In one sense, Pinter's London is a map of social aspiration, possibly his own. The early plays, of the 1950s and 60s, travel out from the grimy east end and unglamorous fringes of the city to the placid suburbs where (in The Lover) life can only be relieved by pretend adultery. Later plays inhabit the dauntingly posh enclaves: literary Hampstead, glitzy restaurants. Who fits in and who is excluded - often viciously - is a recurring question, and place names have bite in a city where your postcode fixes you in a mesh of class and economic indicators.

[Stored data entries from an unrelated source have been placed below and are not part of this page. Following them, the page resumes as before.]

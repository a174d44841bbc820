//! Deployment descriptor parsing and runtime classification.
//!
//! Only the handful of `app.yaml` fields that decide how an application is
//! staged are read; everything else in the descriptor is ignored.
//!
//! # Modules
//!
//! - [`version`] - Target runtime minor version determination

pub mod version;

use std::fmt;
use std::path::{Path, PathBuf};

use serde::{Deserialize, Deserializer, Serialize};
use thiserror::Error;
use tracing::debug;

/// Errors loading or interpreting a deployment descriptor.
#[derive(Debug, Error)]
pub enum ConfigError {
  #[error("failed to read {}: {source}", path.display())]
  Read { path: PathBuf, source: std::io::Error },

  #[error("failed to parse {}: {source}", path.display())]
  Parse { path: PathBuf, source: serde_yaml::Error },

  #[error("unrecognized runtime {runtime:?}: expected \"go\" or \"go1\" followed by a version")]
  UnrecognizedRuntime { runtime: String },
}

/// The subset of `app.yaml` that affects staging.
#[derive(Debug, Clone, Default, PartialEq, Eq, Deserialize, Serialize)]
pub struct AppConfig {
  #[serde(default, deserialize_with = "scalar_string")]
  pub runtime: String,
  #[serde(default)]
  pub vm: bool,
  #[serde(default, deserialize_with = "scalar_string")]
  pub env: String,
  #[serde(default, deserialize_with = "scalar_string")]
  pub api_version: String,
}

/// Accept any YAML scalar as a string (`env: 2` is a number).
fn scalar_string<'de, D>(deserializer: D) -> Result<String, D::Error>
where
  D: Deserializer<'de>,
{
  use serde_yaml::Value;

  match Value::deserialize(deserializer)? {
    Value::Null => Ok(String::new()),
    Value::String(s) => Ok(s),
    Value::Number(n) => Ok(n.to_string()),
    Value::Bool(b) => Ok(b.to_string()),
    other => Err(serde::de::Error::custom(format!("expected a scalar, found {other:?}"))),
  }
}

impl AppConfig {
  /// Read and parse the descriptor at `path`.
  pub fn load(path: &Path) -> Result<Self, ConfigError> {
    let content = std::fs::read_to_string(path).map_err(|source| ConfigError::Read {
      path: path.to_path_buf(),
      source,
    })?;
    let config = Self::parse(&content).map_err(|source| ConfigError::Parse {
      path: path.to_path_buf(),
      source,
    })?;
    debug!(path = %path.display(), runtime = %config.runtime, env = %config.env, "loaded app config");
    Ok(config)
  }

  /// Parse descriptor text. An empty document yields the default configuration.
  pub fn parse(content: &str) -> Result<Self, serde_yaml::Error> {
    if content.trim().is_empty() {
      return Ok(Self::default());
    }
    serde_yaml::from_str(content)
  }

  /// Whether the descriptor targets the flexible environment.
  pub fn is_flex(&self) -> bool {
    self.vm || matches!(self.env.as_str(), "flex" | "flexible" | "2")
  }

  /// Decide which runtime family the application targets.
  pub fn runtime_kind(&self) -> Result<RuntimeKind, ConfigError> {
    if self.is_flex() {
      return Ok(RuntimeKind::Flex);
    }
    if self.runtime == "go" {
      return Ok(RuntimeKind::LegacyStandard);
    }
    if self.runtime.starts_with("go1") {
      return Ok(RuntimeKind::StandardSecondGen);
    }
    Err(ConfigError::UnrecognizedRuntime {
      runtime: self.runtime.clone(),
    })
  }
}

/// Runtime family an application is deployed to.
#[derive(Debug, Clone, Copy, PartialEq, Eq, Serialize)]
#[serde(rename_all = "kebab-case")]
pub enum RuntimeKind {
  LegacyStandard,
  Flex,
  StandardSecondGen,
}

impl fmt::Display for RuntimeKind {
  fn fmt(&self, f: &mut fmt::Formatter<'_>) -> fmt::Result {
    let name = match self {
      RuntimeKind::LegacyStandard => "standard",
      RuntimeKind::Flex => "flexible",
      RuntimeKind::StandardSecondGen => "standard (second generation)",
    };
    write!(f, "{name}")
  }
}

/// Module support setting taken from `GO111MODULE`.
#[derive(Debug, Clone, Copy, Default, PartialEq, Eq, Serialize)]
#[serde(rename_all = "lowercase")]
pub enum ModuleMode {
  #[default]
  Auto,
  On,
  Off,
}

impl ModuleMode {
  /// Interpret a `GO111MODULE` value. Unknown values mean [`ModuleMode::Auto`].
  pub fn parse(value: &str) -> Self {
    match value.trim().to_ascii_lowercase().as_str() {
      "on" => ModuleMode::On,
      "off" => ModuleMode::Off,
      _ => ModuleMode::Auto,
    }
  }

  /// Read the setting from the process environment.
  pub fn from_env() -> Self {
    std::env::var("GO111MODULE")
      .map(|v| Self::parse(&v))
      .unwrap_or_default()
  }
}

What sets Pinter's work apart from other London playwrights? His dialogue can be brilliantly funny - incongruous and more pleasurable than is often acknowledged. But he doesn't much share the habit of mining mundane English place names for comic potential (in Ackybourn's The Norman Conquests, for example, guffaws are raised every time East Grinstead is proposed as a hot spot for an assignation). There's also a long, bustling tradition of London plays set in public, commercial places - the taverns of Falstaff's Eastcheap, the streets of Middleton's mercantile comedies, the parks and coffee houses of Restoration comedy. Samuel Adamson's Southwark Fair revisited this pattern in 2006, with strangers in the city making random connections and crossing wires around London's South Bank.

Pinter's plays, however, almost exclusively take place in private rooms: the outside world is constantly mentioned, but until it comes to seem almost phantasmagoric. Davies in The Caretaker insists on his trudging progress through north-west London, in which everything came to grief after he lost his papers in Sidcup. Since then he has been unmoored, a troubled shadow of a man who may have lived in Shoreditch, Aldgate, Putney or the Caledonian Road. The remembered 'lovely London' of Old Times functions as a manipulative nostalgia, as Anna and Deeley compete to define Kate's memories: 'Don't tell me you've forgotten our days at the Tate?'Spivvy Lenny in The Homecoming operates a scatter of demi-criminal schemes from girls in Greek Street to an unspecified survey of North Paddington, while his uncle traces the city from the confines of his cab: the town is a confusing blur of pinpricks compared to the clammy, irresistible notion of home.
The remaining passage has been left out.